1. The plaintiff had not removed out of the county privately, nor absented himself so that the ordinary process could not be served on him (Rev. Stat., chap. 6, sec. 1), and therefore the defendant sued out the attachment wrongfully.
2. As a volunteer in the service of the United States, the plaintiff was exempt from arrest (U.S. Statutes at large, act of 1799, Vol. 1, page 751). And an attachment being in lieu of personal service, was therefore sued out wrongfully. ( Davis v. Garrett, 25 N.C. 459.)
3. The defendant was notified that these were the working tools of the plaintiff, left with Hart, and therefore cannot be excused for seizing for want of such notice, as in the case of Henson v. Edwards, 32 N.C. 43.
The plaintiff was entitled to recover upon the count for wrongfully suing out the attachment. A citizen of our State may sue out an original attachment, when the debtor is not an inhabitant of this State, or when, being a citizen of this State, he fraudulently eludes the ordinary process of law.
In the present case, the defendant had no probable cause to support the allegation that the plaintiff was fraudulently eluding the ordinary process of law, or that he had, in the language of the statute, privately removed, or was about to remove himself out of the county, or so absented, absconded, and concealed himself that the ordinary process of law could not be served on him. On the contrary, the plaintiff had enlisted as a soldier, and the fact of his leaving this State for Mexico, was a matter of public notoriety. There was as little cause to charge the plaintiff with a fraudulent evasion of the ordinary process of law, as there is to charge such an intent upon a member of Congress who goes to Washington, or a merchant who goes to New York.
It is asked, what remedy has a creditor when the debtor enlists "during the war," and leaves the State? It may be, that mesne process might have been served before the debtor left the State; but it is sufficient for us to say that the want of a remedy is no excuse for the defendant, and does not show probable cause, or justify a proceeding under a statute giving a remedy against a debtor who (262) fraudulently evades the ordinary process of law.
In the argument there was much discussion in reference to the act of Congress which exempts the body of a soldier from arrest during the time of service. The act has no application to the case before us. The exemption from arrest was not intended to be a benefit to the soldier, but was intended to benefit the service; and therefore a habeas corpus may be sued out (not by the soldier), but by an officer of the company; and upon his entering common bail, the body of the soldier is to be delivered to the officer.
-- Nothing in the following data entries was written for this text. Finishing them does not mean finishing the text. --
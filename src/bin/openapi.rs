use anyhow::Result;

fn main() -> Result<()> {
    let doc = vet_api::api::openapi();
    let json = serde_json::to_string_pretty(&doc)?;
    println!("{json}");
    Ok(())
}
So there is no personal privilege granted to the soldier, and the policy of the public in not having a soldier taken from the ranks, is made consistent with the rights of creditors, by enabling them, upon common bail, to proceed to judgment and execution — i. e., a fieri facias.
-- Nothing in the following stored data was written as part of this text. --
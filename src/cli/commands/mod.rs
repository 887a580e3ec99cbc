pub mod logging;
pub mod provider;

use clap::{
    Arg, ColorChoice, Command,
    builder::styling::{AnsiColor, Effects, Styles},
};

pub const ARG_HOST: &str = "host";
pub const ARG_PORT: &str = "port";
pub const ARG_DISABLE_ME: &str = "disable-me";

#[must_use]
pub fn new() -> Command {
    let styles = Styles::styled()
        .header(AnsiColor::Yellow.on_default() | Effects::BOLD)
        .usage(AnsiColor::Green.on_default() | Effects::BOLD)
        .literal(AnsiColor::Blue.on_default() | Effects::BOLD)
        .placeholder(AnsiColor::Green.on_default());

    let long_version: &'static str = Box::leak(
        format!("{} - {}", env!("CARGO_PKG_VERSION"), crate::GIT_COMMIT_HASH).into_boxed_str(),
    );

    let command = Command::new("vet-api")
        .about("Auth gateway for a hosted identity provider")
        .version(env!("CARGO_PKG_VERSION"))
        .long_version(long_version)
        .color(ColorChoice::Auto)
        .styles(styles)
        .arg(
            Arg::new(ARG_HOST)
                .long(ARG_HOST)
                .help("Address to listen on")
                .default_value("0.0.0.0")
                .env("VET_API_HOST"),
        )
        .arg(
            Arg::new(ARG_PORT)
                .short('p')
                .long(ARG_PORT)
                .help("Port to listen on")
                .default_value("3000")
                .env("VET_API_PORT")
                .value_parser(clap::value_parser!(u16)),
        )
        .arg(
            Arg::new(ARG_DISABLE_ME)
                .long(ARG_DISABLE_ME)
                .help("Do not mount GET /me")
                .env("VET_API_DISABLE_ME")
                .action(clap::ArgAction::SetTrue),
        );

    let command = provider::with_args(command);
    logging::with_args(command)
}

#[cfg(test)]
mod tests {
    use super::*;
    use self::provider::{ARG_ANON_KEY, ARG_PROVIDER_TIMEOUT, ARG_SERVICE_ROLE_KEY, ARG_SUPABASE_URL};

    const PROVIDER_ENV: [&str; 3] = [
        "SUPABASE_URL",
        "SUPABASE_SERVICE_ROLE_KEY",
        "SUPABASE_ANON_KEY",
    ];

    fn without_provider_env<F: FnOnce()>(f: F) {
        temp_env::with_vars_unset(PROVIDER_ENV, f);
    }

    #[test]
    fn test_new() {
        let command = new();

        assert_eq!(command.get_name(), "vet-api");
        assert_eq!(
            command.get_about().map(ToString::to_string),
            Some("Auth gateway for a hosted identity provider".to_string())
        );
        assert_eq!(
            command.get_version().map(ToString::to_string),
            Some(env!("CARGO_PKG_VERSION").to_string())
        );
    }

    #[test]
    fn test_defaults() {
        temp_env::with_vars(
            [
                ("VET_API_HOST", None::<&str>),
                ("VET_API_PORT", None),
                ("VET_API_DISABLE_ME", None),
                ("VET_API_PROVIDER_TIMEOUT", None),
            ],
            || {
                let matches = new().get_matches_from(vec![
                    "vet-api",
                    "--supabase-url",
                    "https://abc.supabase.co",
                    "--supabase-service-role-key",
                    "service",
                    "--supabase-anon-key",
                    "anon",
                ]);

                assert_eq!(
                    matches.get_one::<String>(ARG_HOST).cloned(),
                    Some("0.0.0.0".to_string())
                );
                assert_eq!(matches.get_one::<u16>(ARG_PORT).copied(), Some(3000));
                assert!(!matches.get_flag(ARG_DISABLE_ME));
                assert_eq!(
                    matches.get_one::<u64>(ARG_PROVIDER_TIMEOUT).copied(),
                    Some(10)
                );
            },
        );
    }

    #[test]
    fn test_check_args() {
        without_provider_env(|| {
            let matches = new().get_matches_from(vec![
                "vet-api",
                "--port",
                "8080",
                "--supabase-url",
                "https://abc.supabase.co",
                "--supabase-service-role-key",
                "service",
                "--supabase-anon-key",
                "anon",
                "--disable-me",
            ]);

            assert_eq!(matches.get_one::<u16>(ARG_PORT).copied(), Some(8080));
            assert_eq!(
                matches.get_one::<String>(ARG_SUPABASE_URL).cloned(),
                Some("https://abc.supabase.co".to_string())
            );
            assert_eq!(
                matches.get_one::<String>(ARG_SERVICE_ROLE_KEY).cloned(),
                Some("service".to_string())
            );
            assert_eq!(
                matches.get_one::<String>(ARG_ANON_KEY).cloned(),
                Some("anon".to_string())
            );
            assert!(matches.get_flag(ARG_DISABLE_ME));
        });
    }

    #[test]
    fn test_check_env() {
        temp_env::with_vars(
            [
                ("SUPABASE_URL", Some("https://abc.supabase.co")),
                ("SUPABASE_SERVICE_ROLE_KEY", Some("service")),
                ("SUPABASE_ANON_KEY", Some("anon")),
                ("VET_API_PORT", Some("443")),
                ("VET_API_DISABLE_ME", Some("true")),
                ("VET_API_LOG_LEVEL", Some("info")),
            ],
            || {
                let matches = new().get_matches_from(vec!["vet-api"]);
                assert_eq!(matches.get_one::<u16>(ARG_PORT).copied(), Some(443));
                assert_eq!(
                    matches.get_one::<String>(ARG_SUPABASE_URL).cloned(),
                    Some("https://abc.supabase.co".to_string())
                );
                assert!(matches.get_flag(ARG_DISABLE_ME));
                assert_eq!(
                    matches.get_one::<u8>(logging::ARG_VERBOSITY).copied(),
                    Some(2)
                );
            },
        );
    }

    #[test]
    fn test_missing_provider_config_fails() {
        without_provider_env(|| {
            let result = new().try_get_matches_from(vec!["vet-api"]);
            assert!(result.is_err());
            if let Err(err) = result {
                assert!(err.to_string().contains("--supabase-url"));
            }
        });
    }

    #[test]
    fn test_check_log_level_env() {
        // loop cover all possible value_parse
        let levels = ["error", "warn", "info", "debug", "trace"];
        for (index, &level) in levels.iter().enumerate() {
            temp_env::with_vars(
                [
                    ("VET_API_LOG_LEVEL", Some(level)),
                    ("SUPABASE_URL", Some("https://abc.supabase.co")),
                    ("SUPABASE_SERVICE_ROLE_KEY", Some("service")),
                    ("SUPABASE_ANON_KEY", Some("anon")),
                ],
                || {
                    let matches = new().get_matches_from(vec!["vet-api"]);
                    assert_eq!(
                        matches.get_one::<u8>(logging::ARG_VERBOSITY).copied(),
                        u8::try_from(index).ok()
                    );
                },
            );
        }
    }

    #[test]
    fn test_check_log_level_verbosity() {
        for index in 0..5_u8 {
            temp_env::with_vars(
                [
                    ("VET_API_LOG_LEVEL", None::<&str>),
                    ("SUPABASE_URL", Some("https://abc.supabase.co")),
                    ("SUPABASE_SERVICE_ROLE_KEY", Some("service")),
                    ("SUPABASE_ANON_KEY", Some("anon")),
                ],
                || {
                    let mut args = vec!["vet-api".to_string()];

                    // Add the appropriate number of "-v" flags based on the index
                    if index > 0 {
                        args.push(format!("-{}", "v".repeat(usize::from(index))));
                    }

                    let matches = new().get_matches_from(args);

                    assert_eq!(
                        matches.get_one::<u8>(logging::ARG_VERBOSITY).copied(),
                        Some(index)
                    );
                },
            );
        }
    }

    #[test]
    fn test_log_json_flag() {
        temp_env::with_vars(
            [
                ("VET_API_LOG_JSON", None::<&str>),
                ("SUPABASE_URL", Some("https://abc.supabase.co")),
                ("SUPABASE_SERVICE_ROLE_KEY", Some("service")),
                ("SUPABASE_ANON_KEY", Some("anon")),
            ],
            || {
                let matches = new().get_matches_from(vec!["vet-api", "--log-json"]);
                assert!(matches.get_flag(logging::ARG_LOG_JSON));
            },
        );
    }
}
We lay no stress upon the fact that the goods attached in this case were the "tools of a tradesman." It may be that such tools are only exempted from execution when the debtor remains in the country and submits himself to the ordinary process of law; and does not extend to the case of one who fraudulently evades the service of process. Suffice it to say, a creditor has no right to reach these tools by means of an original attachment, upon a false allegation that his debtor has evaded the ordinary process of law.
PER CURIAM. Judgment affirmed.
Cited: Kirkham v. Coe, 46 N.C. 428; Wheeler v. Cobb, 75 N.C. 25; Fulton v. Roberts, 113 N.C. 428; Wright v. Harris, 160 N.C. 548; Tyler v. Mahoney, 168 N.C. 239.